Après la première attaque, la police a enlevé la barrière et a laissé la foule se diriger vers le cimetière. La foule s’est à nouveau rassemblée.
Aydin a été enterré après un court discours de son frère Deniz Aydın.
Des civils délibérément ciblés
Tout le monde pensait que c’était fini et la foule s’est dispersée et la plupart des gens ont commencé à marcher vers le centre-ville. Mais la route a été à nouveau bloquée par la police turque. Cette fois, il y avait plus de policiers, plus de forces spéciales et de véhicules blindés. La police a laissé la foule entrer dans la ville par petits groupes. Une fois que la plupart des gens ont franchi le barrage de police, seuls quelques milliers de personnes attendaient la permission de la police pour marcher vers le centre-ville.
Il y a d’abord eu trois coups de feu. Ensuite, des centaines de policiers armés ont commencé à ouvrir le feu sur les personnes restantes. Un hélicoptère et un véhicule blindé escortaient l’attaque. Les personnes qui tentaient de fuir la zone ont été capturées et battues par la police turque.
Les députés Ahmet Türk, Orhan Doğan, Hatip Dicle et d’autres hommes politiques kurdes ont été torturés, ainsi que des journalistes et des défenseurs des droits humains.
L’attaque a duré environ 20 minutes. Elle a fait 23 morts et plus de deux mille blessés. 19 personnes ont été enterrées dans la nuit. Seules quatre familles ont été autorisées à organiser des funérailles dignes de ce nom.
23 personnes tuées mais personne n’a comparu devant le tribunal
Aucun responsable ni policier turc n’a comparu devant le tribunal pour le meurtre de civils innocents. Les meurtriers de Vedat Aydın n’ont jamais été retrouvés.

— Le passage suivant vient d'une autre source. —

use crate::models::Coordinate;

/// Bounded city table. Lookup is a substring match against the lowercased
/// input, in declaration order; there is deliberately no external geocoding
/// fallback.
const CITY_TABLE: &[(&str, f64, f64)] = &[
    ("london", 51.5074, -0.1278),
    ("new york", 40.7128, -74.0060),
    ("tokyo", 35.6762, 139.6503),
    ("sydney", -33.8688, 151.2093),
    ("toronto", 43.6532, -79.3832),
    ("berlin", 52.5200, 13.4050),
    ("paris", 48.8566, 2.3522),
    ("amsterdam", 52.3676, 4.9041),
    ("barcelona", 41.3851, 2.1734),
    ("rome", 41.9028, 12.4964),
    ("madrid", 40.4168, -3.7038),
    ("vienna", 48.2082, 16.3738),
    ("prague", 50.0755, 14.4378),
    ("dublin", 53.3498, -6.2603),
    ("vancouver", 49.2827, -123.1207),
    ("montreal", 45.5017, -73.5673),
    ("calgary", 51.0447, -114.0719),
    ("melbourne", -37.8136, 144.9631),
    ("brisbane", -27.4698, 153.0251),
    ("perth", -31.9505, 115.8605),
    ("adelaide", -34.9285, 138.6007),
    ("singapore", 1.3521, 103.8198),
    ("dubai", 25.2048, 55.2708),
    ("mumbai", 19.0760, 72.8777),
    ("nairobi", -1.2864, 36.8172),
    ("lagos", 6.5244, 3.3792),
    ("johannesburg", -26.2041, 28.0473),
    ("cairo", 30.0444, 31.2357),
    ("cape town", -33.9249, 18.4241),
    ("accra", 5.6037, -0.1870),
    ("dar es salaam", -6.7924, 39.2083),
    ("kampala", 0.3476, 32.5825),
    ("addis ababa", 9.0320, 38.7469),
    ("casablanca", 33.5731, -7.5898),
    ("san francisco", 37.7749, -122.4194),
    ("los angeles", 34.0522, -118.2437),
    ("chicago", 41.8781, -87.6298),
    ("houston", 29.7604, -95.3698),
    ("phoenix", 33.4484, -112.0740),
    ("philadelphia", 39.9526, -75.1652),
    ("san antonio", 29.4241, -98.4936),
    ("san diego", 32.7157, -117.1611),
    ("dallas", 32.7767, -96.7970),
    ("miami", 25.7617, -80.1918),
    ("boston", 42.3601, -71.0589),
];

pub fn lookup_city(name: &str) -> Option<Coordinate> {
    let needle = name.to_lowercase();
    CITY_TABLE
        .iter()
        .find(|(city, _, _)| needle.contains(city))
        .map(|&(_, lat, lng)| Coordinate { lat, lng })
}
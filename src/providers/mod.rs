use std::time::Duration;

use async_trait::async_trait;
use reqwest::Client;
use tracing::warn;

use crate::config::ProvidersConfig;
use crate::errors::ProviderError;
use crate::models::{BusinessCandidate, CategoryHint, Coordinate, ProviderTag};

mod foursquare;
mod tomtom;
mod usage;
mod yelp;

pub use foursquare::FoursquareProvider;
pub use tomtom::TomTomProvider;
pub use usage::{UsageSnapshot, UsageTracker};
pub use yelp::YelpProvider;

/// One external place-data source. Adapters translate their provider's
/// schema into `BusinessCandidate` and share nothing else.
#[async_trait]
pub trait PlaceProvider: Send + Sync {
    fn tag(&self) -> ProviderTag;

    /// Empty results are `Ok(vec![])`, never an error. `AuthFailure` means
    /// the provider rejected the credential; everything else network-ish is
    /// `Unavailable`.
    async fn search(
        &self,
        coord: Coordinate,
        category: CategoryHint,
        radius_m: u32,
    ) -> Result<Vec<BusinessCandidate>, ProviderError>;

    /// Minimal one-result probe classifying credential health with the
    /// same error taxonomy as `search`.
    async fn verify_credentials(&self) -> Result<(), ProviderError>;
}

/// Build the adapter roster in fixed priority order (most reliable and
/// highest-coverage first). Providers without a resolvable credential are
/// left out of the roster entirely.
pub fn build_providers(
    cfg: &ProvidersConfig,
) -> crate::models::Result<Vec<Box<dyn PlaceProvider>>> {
    let client = Client::builder()
        .timeout(Duration::from_secs(cfg.search_timeout_seconds))
        .build()?;

    let mut providers: Vec<Box<dyn PlaceProvider>> = Vec::new();

    if cfg.tomtom.enabled {
        match cfg.tomtom.resolved_key("TOMTOM_API_KEY") {
            Some(key) => providers.push(Box::new(TomTomProvider::new(client.clone(), key))),
            None => warn!("tomtom: no API key configured, provider skipped"),
        }
    }
    if cfg.foursquare.enabled {
        match cfg.foursquare.resolved_key("FOURSQUARE_API_KEY") {
            Some(key) => providers.push(Box::new(FoursquareProvider::new(client.clone(), key))),
            None => warn!("foursquare: no API key configured, provider skipped"),
        }
    }
    if cfg.yelp.enabled {
        match cfg.yelp.resolved_key("YELP_API_KEY") {
            Some(key) => providers.push(Box::new(YelpProvider::new(client.clone(), key))),
            None => warn!("yelp: no API key configured, provider skipped"),
        }
    }

    Ok(providers)
}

L’assassinat de Vedat Aydın a marqué le début d’une ère, celle des assassinats politiques et des exécutions extrajudiciaires. Entre 1991 et 1999, plusieurs milliers de Kurdes ont été tués, dont le député Mehmet Sincar. Près de deux millions de Kurdes ont été poussés à l’exil, et près de 17 000 villages ont été incendiés.